News from EETimes points towards a startup that claims to offer an extreme performance advantage over Infiniband.  A3Cube Inc. has developed a variation of the PCIe Express on a Network Interface Card to offer lower latency.  The company is promoting their Ronniee Express technology via a PCIe 2.0 driven FPGA to offer sub-microsecond latency across a 128 server cluster.

In the Sockperf benchmark, numbers from A3Cube put performance at around 7x that of Infiniband and PCIe 3.0 x8, and thus claim that the approach beats the top alternatives.  The PCIe support of the device at the physical layer enables quality-of-service features, and A3Cube claim the fabric enables a cluster of 10000 nodes to be represented in a single image without congestion.

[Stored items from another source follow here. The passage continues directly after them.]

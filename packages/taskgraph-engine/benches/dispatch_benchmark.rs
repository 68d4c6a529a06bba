//! Benchmark for dispatch-loop throughput
//!
//! Measures:
//! - Wide fan-out graphs (many independent chains sharing one worker pool)
//! - Scaling with worker count
//! - Chain depth vs. fan-out width

use criterion::{black_box, criterion_group, criterion_main, BenchmarkId, Criterion};
use std::sync::Arc;
use taskgraph_engine::mock::MockWorkerPool;
use taskgraph_engine::thunk::{TaskValue, Thunk, ThunkFn, ThunkInput};
use taskgraph_engine::{Context, EngineConfig, WorkerId, WorkerPool};

/// Builds `width` independent chains of `depth` thunks each, all rooted
/// under one synthetic join thunk, and returns the join's id.
fn build_fan_out(ctx: &Context, width: usize, depth: usize) -> taskgraph_engine::ThunkId {
    let mut heads = Vec::with_capacity(width);
    for _ in 0..width {
        let leaf_fn: ThunkFn = Arc::new(|_: &[TaskValue]| Ok(TaskValue::data(1i64)));
        let mut current = ctx.register(Thunk::new(leaf_fn, vec![]).with_get_result(true));
        for _ in 1..depth {
            let step_fn: ThunkFn = Arc::new(|inputs: &[TaskValue]| {
                let v = *inputs[0].downcast_ref::<i64>().unwrap();
                Ok(TaskValue::data(v + 1))
            });
            current = ctx.register(
                Thunk::new(step_fn, vec![ThunkInput::Thunk(current)]).with_get_result(true),
            );
        }
        heads.push(current);
    }

    let join_fn: ThunkFn = Arc::new(|inputs: &[TaskValue]| {
        let sum: i64 = inputs.iter().map(|v| *v.downcast_ref::<i64>().unwrap()).sum();
        Ok(TaskValue::data(sum))
    });
    let join_inputs = heads.into_iter().map(ThunkInput::Thunk).collect();
    ctx.register(Thunk::new(join_fn, join_inputs).with_get_result(true))
}

fn bench_fan_out_width(c: &mut Criterion) {
    let mut group = c.benchmark_group("fan_out_width");

    for width in [8, 32, 128].iter() {
        group.bench_with_input(BenchmarkId::from_parameter(width), width, |b, &width| {
            b.iter(|| {
                let rt = tokio::runtime::Runtime::new().unwrap();
                rt.block_on(async {
                    let workers: Vec<WorkerId> = (0..4).map(|i| WorkerId(format!("w{i}"))).collect();
                    let pool: Arc<dyn WorkerPool> = Arc::new(MockWorkerPool::new(workers.clone()));
                    let ctx = Context::new(workers, EngineConfig::default());
                    let root = build_fan_out(&ctx, width, 3);
                    let result = taskgraph_engine::scheduler::run(&ctx, pool, root)
                        .await
                        .expect("fan-out run failed");
                    black_box(result);
                });
            });
        });
    }

    group.finish();
}

fn bench_worker_count_scaling(c: &mut Criterion) {
    let mut group = c.benchmark_group("worker_count_scaling");

    for num_workers in [1, 2, 4, 8].iter() {
        group.bench_with_input(
            BenchmarkId::from_parameter(num_workers),
            num_workers,
            |b, &num_workers| {
                b.iter(|| {
                    let rt = tokio::runtime::Runtime::new().unwrap();
                    rt.block_on(async {
                        let workers: Vec<WorkerId> =
                            (0..num_workers).map(|i| WorkerId(format!("w{i}"))).collect();
                        let pool: Arc<dyn WorkerPool> = Arc::new(MockWorkerPool::new(workers.clone()));
                        let ctx = Context::new(workers, EngineConfig::default());
                        let root = build_fan_out(&ctx, 32, 3);
                        let result = taskgraph_engine::scheduler::run(&ctx, pool, root)
                            .await
                            .expect("fan-out run failed");
                        black_box(result);
                    });
                });
            },
        );
    }

    group.finish();
}

fn bench_chain_depth(c: &mut Criterion) {
    let mut group = c.benchmark_group("chain_depth");

    for depth in [4, 16, 64].iter() {
        group.bench_with_input(BenchmarkId::from_parameter(depth), depth, |b, &depth| {
            b.iter(|| {
                let rt = tokio::runtime::Runtime::new().unwrap();
                rt.block_on(async {
                    let workers: Vec<WorkerId> = (0..4).map(|i| WorkerId(format!("w{i}"))).collect();
                    let pool: Arc<dyn WorkerPool> = Arc::new(MockWorkerPool::new(workers.clone()));
                    let ctx = Context::new(workers, EngineConfig::default());
                    let root = build_fan_out(&ctx, 4, depth);
                    let result = taskgraph_engine::scheduler::run(&ctx, pool, root)
                        .await
                        .expect("chain run failed");
                    black_box(result);
                });
            });
        });
    }

    group.finish();
}

criterion_group!(
    benches,
    bench_fan_out_width,
    bench_worker_count_scaling,
    bench_chain_depth
);
criterion_main!(benches);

The aim for A3Cube will be primarily in HFT, genomics, oil/gas exploration and real-time data analytics.  Prototypes for merchants are currently being worked on, and it is expected that two versions of network cards and a 1U switch based on the technology will be available before July.

The new IP from A3Cube is kept hidden away, but the logic points towards device enumeration and the extension of the PCIe root complex of a cluster of systems.  This is based on the quote regarding PCIe 3.0 incompatibility based on the different device enumeration in that specification.  The plan is to build a solid platform on PCIe 4.0, which puts the technology several years away in terms of non-specialized deployment.

As many startups, the process for A3Cube is to now secure venture funding.  The approach to Ronniee Express is different to that of PLX who are developing a direct PCIe interconnect for computer racks.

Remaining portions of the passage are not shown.